◆ WHAT THE EXERCISE ASKS ◆
Each line below must be reproduced exactly.

::: DATA TO EXAMINE

use serde::{Deserialize, Serialize};

/// OSM element type used when the real provenance of a location is unknown
pub const PLACEHOLDER_OSM_TYPE: &str = "N";

/// Unresolved geographic point attached to a draft block
///
/// Identifies a place by its external (OSM) identity before the backend
/// resolves it to a permanent place record. Equality is structural.
#[derive(Debug, Clone, PartialEq, Serialize, Deserialize)]
#[serde(rename_all = "camelCase")]
pub struct EditorLocation {
    /// OSM element type (`"N"`, `"W"`, `"R"`)
    pub osm_type: String,
    pub osm_id: i64,
    pub name: String,
    pub display_name: String,
    pub latitude: f64,
    pub longitude: f64,
}

impl EditorLocation {
    pub fn new(
        osm_type: impl Into<String>,
        osm_id: i64,
        name: impl Into<String>,
        display_name: impl Into<String>,
        latitude: f64,
        longitude: f64,
    ) -> Self {
        Self {
            osm_type: osm_type.into(),
            osm_id,
            name: name.into(),
            display_name: display_name.into(),
            latitude,
            longitude,
        }
    }

    /// Location with zeroed OSM identity.
    ///
    /// Built from an already-resolved place whose OSM origin is no longer known.
    pub fn placeholder(
        name: impl Into<String>,
        display_name: impl Into<String>,
        latitude: f64,
        longitude: f64,
    ) -> Self {
        Self::new(
            PLACEHOLDER_OSM_TYPE,
            0,
            name,
            display_name,
            latitude,
            longitude,
        )
    }

    /// Whether the OSM identity refers to a real element
    pub fn has_provenance(&self) -> bool {
        self.osm_id != 0
    }
}

#[cfg(test)]
mod tests {
    use super::*;

    #[test]
    fn test_location_wire_field_names() {
        let location = EditorLocation::new("W", 42, "Cafe", "Cafe, Lisbon", 38.7, -9.1);
        let json = serde_json::to_value(&location).unwrap();

        assert_eq!(json["osmType"], "W");
        assert_eq!(json["osmId"], 42);
        assert_eq!(json["displayName"], "Cafe, Lisbon");
        assert_eq!(json["latitude"], 38.7);
    }

    #[test]
    fn test_placeholder_has_no_provenance() {
        let location = EditorLocation::placeholder("Cafe", "Cafe", 1.0, 2.0);
        assert_eq!(location.osm_type, "N");
        assert_eq!(location.osm_id, 0);
        assert!(!location.has_provenance());

        let real = EditorLocation::new("N", 7, "Cafe", "Cafe", 1.0, 2.0);
        assert!(real.has_provenance());
        assert_ne!(location, real);
    }
}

::::::

◆ WRITTEN SOLUTION ◆
use serde::{Deserialize, Serialize};

/// OSM element type used when the real provenance of a location is unknown
pub const PLACEHOLDER_OSM_TYPE: &str = "N";

/// Unresolved geographic point attached to a draft block
///
/// Identifies a place by its external (OSM) identity before the backend
/// resolves it to a permanent place record. Equality is structural.
#[derive(Debug, Clone, PartialEq, Serialize, Deserialize)]
#[serde(rename_all = "camelCase")]
pub struct EditorLocation {
    /// OSM element type (`"N"`, `"W"`, `"R"`)
    pub osm_type: String,
    pub osm_id: i64,
    pub name: String,
    pub display_name: String,
    pub latitude: f64,
    pub longitude: f64,
}

impl EditorLocation {
    pub fn new(
        osm_type: impl Into<String>,
        osm_id: i64,
        name: impl Into<String>,
        display_name: impl Into<String>,
        latitude: f64,
        longitude: f64,
    ) -> Self {
        Self {
            osm_type: osm_type.into(),
            osm_id,
            name: name.into(),
            display_name: display_name.into(),
            latitude,
            longitude,
        }
    }

    /// Location with zeroed OSM identity.
    ///
    /// Built from an already-resolved place whose OSM origin is no longer known.
    pub fn placeholder(
        name: impl Into<String>,
        display_name: impl Into<String>,
        latitude: f64,
        longitude: f64,
    ) -> Self {
        Self::new(
            PLACEHOLDER_OSM_TYPE,
            0,
            name,
            display_name,
            latitude,
            longitude,
        )
    }

    /// Whether the OSM identity refers to a real element
    pub fn has_provenance(&self) -> bool {
        self.osm_id != 0
    }
}

#[cfg(test)]
mod tests {
    use super::*;

    #[test]
    fn test_location_wire_field_names() {
        let location = EditorLocation::new("W", 42, "Cafe", "Cafe, Lisbon", 38.7, -9.1);
        let json = serde_json::to_value(&location).unwrap();

        assert_eq!(json["osmType"], "W");
        assert_eq!(json["osmId"], 42);
        assert_eq!(json["displayName"], "Cafe, Lisbon");
        assert_eq!(json["latitude"], 38.7);
    }

    #[test]
    fn test_placeholder_has_no_provenance() {
        let location = EditorLocation::placeholder("Cafe", "Cafe", 1.0, 2.0);
        assert_eq!(location.osm_type, "N");
        assert_eq!(location.osm_id, 0);
        assert!(!location.has_provenance());

        let real = EditorLocation::new("N", 7, "Cafe", "Cafe", 1.0, 2.0);
        assert!(real.has_provenance());
        assert_ne!(location, real);
    }
}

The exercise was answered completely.